My Gal Sal (1942)
9/10
'Jack the Ripper' and la grande dame , in a love/hate quandary throughout this sparkling musical.
9 September 2013
Warning: Spoilers
Now available at You Tube and on DVD, I had no idea that Rita Hayworth starred in this lavish fun Technicolor Fox musical during her physical peak. Handsome personable hunk Victor Mature got to pursue both Rita and Betty Grable in 3 Fox musicals in '42! Apparently having no musical talent, here he portrays a slimmed down version of chubby Gay '90s song writer and theatrical performer Paul Dresser, in one of Fox's many nostalgic-themed musicals of this era. The singing of both Rita and Mature was, as usual, dubbed, which downgrades their credibility as musical performers, but doesn't materially impact their charisma as all around actors. Fox departed from its dominant star formula for musicals during this era, in casting Rita, borrowed from Columbia, as the sole female musical star. Thus, Rita gets to sing and dance in quite a few on and off-stage numbers. Meanwhile, Mature sometimes sang while playing the piano or banjo. True, his supposed playing of two pianos at once looks as fake as it was.

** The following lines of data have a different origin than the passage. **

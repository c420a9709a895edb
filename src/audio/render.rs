//! Offline rendering to WAV.
//!
//! Drives the same engine, mailbox and clock as live playback, but pulls
//! blocks as fast as possible and writes them to a file.

use super::output::EngineHost;
use crate::config::EngineConfig;
use crate::midi::ParsedMidi;
use crate::synth::SynthProcessor;
use crate::transport::{connect, SampleClock, Sequencer, SequencerEngine, SequencerEvent};
use anyhow::{Context, Result};
use hound::{SampleFormat, WavSpec, WavWriter};
use std::path::Path;
use std::sync::Arc;

/// Renders one song to a 16-bit stereo WAV file.
///
/// Rendering stops once the engine reports the song finished and the
/// release tail has played, or when the song length plus the tail is
/// reached, whichever comes first.
///
/// # Arguments
///
/// * `synth` - The processor to render with
/// * `midi` - The song
/// * `config` - Sample rate, block size and release tail
/// * `output_path` - Path for the output WAV file
/// * `progress_callback` - Optional callback for progress updates (0.0 to 1.0)
///
/// # Returns
///
/// The number of frames written
///
/// # Errors
///
/// Returns error if the output file cannot be created or written.
pub fn render_to_wav<P, F>(
    synth: SynthProcessor,
    midi: Arc<ParsedMidi>,
    config: &EngineConfig,
    output_path: P,
    mut progress_callback: Option<F>,
) -> Result<u64>
where
    P: AsRef<Path>,
    F: FnMut(f32),
{
    let sample_rate = config.sample_rate.max(1);
    let block_size = config.block_size.max(1);

    let (control, endpoint) = connect();
    let clock = Arc::new(SampleClock::new(sample_rate));
    let mut host = EngineHost::new(SequencerEngine::new(synth), endpoint, Arc::clone(&clock));
    let mut sequencer = Sequencer::new(control, clock);
    sequencer.set_skip_to_first_note_on(false);
    sequencer.load_playlist(vec![Arc::clone(&midi)], true);

    let tail_frames = (config.release_tail.max(0.0) * sample_rate as f64) as u64;
    let total_frames = (midi.duration * sample_rate as f64) as u64 + tail_frames;

    let spec = WavSpec {
        channels: 2,
        sample_rate,
        bits_per_sample: 16,
        sample_format: SampleFormat::Int,
    };
    let mut writer = WavWriter::create(output_path.as_ref(), spec).with_context(|| {
        format!(
            "Failed to create output WAV file: {}",
            output_path.as_ref().display()
        )
    })?;

    let mut left_buf = vec![0.0f32; block_size];
    let mut right_buf = vec![0.0f32; block_size];
    let mut written = 0u64;
    let mut stop_at = total_frames;

    while written < stop_at {
        let frames = ((stop_at - written) as usize).min(block_size);
        host.render_block(&mut left_buf[..frames], &mut right_buf[..frames]);

        for i in 0..frames {
            // Convert f32 (-1.0 to 1.0) to i16
            let left_sample = (left_buf[i] * 32767.0).clamp(-32768.0, 32767.0) as i16;
            let right_sample = (right_buf[i] * 32767.0).clamp(-32768.0, 32767.0) as i16;
            writer.write_sample(left_sample)?;
            writer.write_sample(right_sample)?;
        }
        written += frames as u64;

        for event in sequencer.poll() {
            if event == (SequencerEvent::Paused { finished: true }) {
                stop_at = stop_at.min(written + tail_frames);
                tracing::debug!("Song finished at frame {}", written);
            }
        }

        if let Some(ref mut callback) = progress_callback {
            callback((written as f32 / stop_at.max(1) as f32).min(1.0));
        }
    }

    writer.finalize().context("Failed to finalize WAV file")?;
    tracing::info!(
        "Rendered {:.1}s to {}",
        written as f64 / sample_rate as f64,
        output_path.as_ref().display()
    );

    Ok(written)
}

#[cfg(test)]
mod tests {
    use super::*;
    use crate::midi::{sequence_with, MidiMessage};
    use crate::synth::RecordingBackend;

    #[test]
    fn test_render_writes_song_and_tail() {
        let midi = sequence_with(
            480,
            &[],
            vec![vec![
                MidiMessage::note_on(0, 0, 60, 100),
                MidiMessage::note_off(960, 0, 60),
            ]],
        );
        let config = EngineConfig {
            sample_rate: 1000,
            block_size: 100,
            release_tail: 0.5,
            ..Default::default()
        };
        let path = std::env::temp_dir().join(format!("midiseq_render_{}.wav", std::process::id()));
        let mut last_progress = 0.0;

        let frames = render_to_wav(
            SynthProcessor::new(Box::new(RecordingBackend::new())),
            Arc::new(midi),
            &config,
            &path,
            Some(|p: f32| last_progress = p),
        )
        .unwrap();

        let reader = hound::WavReader::open(&path).unwrap();
        let spec = reader.spec();
        let samples = reader.len();
        std::fs::remove_file(&path).ok();

        // One second of song, the finished pause lands within the song, then the tail.
        assert!(frames <= 1500);
        assert!(frames >= 1000);
        assert_eq!(spec.channels, 2);
        assert_eq!(spec.sample_rate, 1000);
        assert_eq!(samples as u64, frames * 2);
        assert_eq!(last_progress, 1.0);
    }
}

Mature's highly romanticized Dresser begins as a young man who runs away from home to avoid preparing for the ministry, and to begin a career as a musical performer and song writer. He hooks up with a crooked traveling minstrel, getting tarred and feathered when the crowd figures out they have been swindled. He is rescued by the flirtatious female companion(played by Carol Landis) of a traveling patent medicine salesman, and joins their entertainment show to attract customers. All this early part is loosely based on fact. Dresser did run away from his dictatorial father, and his minstrel employer did run away, at one point, leaving broke Dresser to pay their bills. He did later work for a patent medicine show, selling Hamlin's rather famous 'wizard oil'.

The 3 women portrayed as being romantically involved with Dresser are all fictional. Apparently, Dresser never married, although he had numerous affairs with women, including prostitutes. Reputedly, the Sal in his well received "My Gal Sal", was in reference to a previous lover: the madam of an Indiana brothel. In the film he didn't compose it until near the end, when it serves as the centerpiece of Rita's final stage performance and his excuse to rekindle their on-the-rocks romance. Phil Silvers doesn't show up until toward the end, when he plays a devious role in getting Dresser and Rita(Sally) back together.

British actor John Sutton plays Rita's rather stuffy manager and apparent fiancé throughout the film. With his initial adversarial relationship with the established musical star Sally, and his periodic escapades with the aggressive married Countess Rossini, it's an uphill battle for Mature to nose out the cultured handsome Sutton as Rita's 'significant other'. For some reason, Hollywood chose to typecast the likable, athletic, Sutton as 'the other man': sometimes a villain,or sometimes, as in the present film and the previous "Yank in the R.A.F.", just the eventual loser. In "Hudson Bay", he did play the romantic lead, to Paul Muni's and Liard Cregar's dramatic coleads, and is my favorite film role for him. As someone else pointed out, based solely on his girth, Cregar presented a much more realistic physical representation of Dresser than did Mature!

Why do I refer to Mature's character as 'Jack the Ripper' in my review title? At one point, he sarcastically identified himself as such after being jailed for shredding Rita's wardrobe, after she had entered his adjacent apartment and done the same. This was her reaction to an intercepted invitation from Countess Rossini

Several songs by Dresser are featured, but the only two that are likely to appeal somewhat to modern audiences are the title song and "On the Banks of the Wabash", which made him a millionaire, by today's standards. Based on the amount of sheet music sold, the latter was the second most popular song in the US in the 19th century! Unfortunately, the new century would not be kind to Dresser. Like Stephen Foster, his career would nose dive, and he would die penniless in NYC, far from his Indiana home....In addition, the team of Ralph Rainger and Leo Robin contributed several original songs(which I like better than Dresser's!), the best being "On the Gay White Way", "Oh, the Pity of it All", and "Me and my Fella and a Big Umbrella". Unfortunately, Rainger would die that year in a plane collision. He and Robin also composed most of the new songs for Betty Grable's big hit released the following year : "Coney Island". Lacking her former film dancer, Fred Astaire, famous choreographer Hermes Pan served as Rita's dance partner for part of the production number to "On the Gay White Way".

Poor Carol Landis, as Mae, after serving as Mature's rescuer and presumably lover for a while, gets left behind after Mature is attracted by the challenge of changing Rita's attitude toward him from very negative to positive. Unfortunately, this would be the story of her life, both as an actress and as a romantic partner, except for her many USO appearances, instigating her suicide before age 30.